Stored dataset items
== == ==

// Copyright 2025 the VizIR Authors
// SPDX-License-Identifier: Apache-2.0 OR MIT

//! The chart root: content plus chart-level configuration.

use crate::axis::AxisContent;
use crate::content::{ChartContent, ViewTemplate};
use crate::legend::ChartLegend;
use crate::scale::{ForegroundStyleScale, ScaleConfig, SymbolScale};
use crate::style::{Alignment, AnnotationPosition};

/// A resolved chart.
#[derive(Clone, Debug, Default, PartialEq)]
pub struct Chart {
    /// Plotted content.
    pub content: ChartContent,
    /// Chart-level configuration, in the order it was declared.
    pub modifiers: Vec<ChartModifier>,
}

impl Chart {
    /// Creates a chart with no configuration.
    pub fn new(content: ChartContent) -> Self {
        Self {
            content,
            modifiers: Vec::new(),
        }
    }

    /// Appends a chart-level modifier.
    pub fn with_modifier(mut self, modifier: ChartModifier) -> Self {
        self.modifiers.push(modifier);
        self
    }

    /// Returns the last axis configuration declared for `axis`.
    pub fn axis(&self, axis: ChartAxis) -> Option<&AxisConfig> {
        self.modifiers.iter().rev().find_map(|m| match (m, axis) {
            (ChartModifier::XAxis(config), ChartAxis::X)
            | (ChartModifier::YAxis(config), ChartAxis::Y) => Some(config),
            _ => None,
        })
    }
}

/// A chart dimension, for chart-level modifiers.
#[derive(Clone, Copy, Debug, PartialEq, Eq, Hash)]
pub enum ChartAxis {
    /// The horizontal axis.
    X,
    /// The vertical axis.
    Y,
}

/// Visibility of a chart element.
#[derive(Clone, Copy, Debug, Default, PartialEq, Eq, Hash)]
pub enum Visibility {
    /// Let the chart decide.
    #[default]
    Automatic,
    /// Always shown.
    Visible,
    /// Never shown.
    Hidden,
}

/// Chart-level configuration.
#[derive(Clone, Debug, PartialEq)]
pub enum ChartModifier {
    /// Horizontal axis.
    XAxis(AxisConfig),
    /// Vertical axis.
    YAxis(AxisConfig),
    /// Horizontal axis label.
    XAxisLabel(AxisLabel),
    /// Vertical axis label.
    YAxisLabel(AxisLabel),
    /// Horizontal scale.
    XScale(ScaleConfig),
    /// Vertical scale.
    YScale(ScaleConfig),
    /// Legend.
    Legend(ChartLegend),
    /// View drawn over the plot.
    Overlay(ChartDecoration),
    /// View drawn behind the plot.
    Background(ChartDecoration),
    /// Symbol scale.
    SymbolScale(SymbolScale),
    /// Foreground style scale.
    ForegroundStyleScale(ForegroundStyleScale),
}

/// Axis configuration.
#[derive(Clone, Debug, PartialEq)]
pub enum AxisConfig {
    /// Show or hide the default axis.
    Visibility(Visibility),
    /// Custom axis content.
    Content(AxisContent),
}

/// An axis title.
#[derive(Clone, Debug, PartialEq)]
pub struct AxisLabel {
    /// Title text or view.
    pub title: AxisLabelTitle,
    /// Placement relative to the axis.
    pub position: AnnotationPosition,
    /// Alignment along the axis.
    pub alignment: Option<Alignment>,
    /// Distance from the axis, in points.
    pub spacing: Option<f64>,
}

/// The content of an [`AxisLabel`].
#[derive(Clone, Debug, PartialEq)]
pub enum AxisLabelTitle {
    /// Plain text.
    Text(String),
    /// A custom view.
    View(ViewTemplate),
}

/// A view drawn over or behind the plot.
#[derive(Clone, Debug, PartialEq)]
pub struct ChartDecoration {
    /// Alignment within the plot area.
    pub alignment: Alignment,
    /// The view.
    pub content: ViewTemplate,
}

== == ==

▶ **TASK STATEMENT**
The lines above, starting at the one with "Horizontal axis label." and ending at the one with "over the plot.", are the only ones to return, exactly as written.

▶ **RESPONSE BELOW**
    /// Horizontal axis label.
    XAxisLabel(AxisLabel),
    /// Vertical axis label.
    YAxisLabel(AxisLabel),
    /// Horizontal scale.
    XScale(ScaleConfig),
    /// Vertical scale.
    YScale(ScaleConfig),
    /// Legend.
    Legend(ChartLegend),
    /// View drawn over the plot.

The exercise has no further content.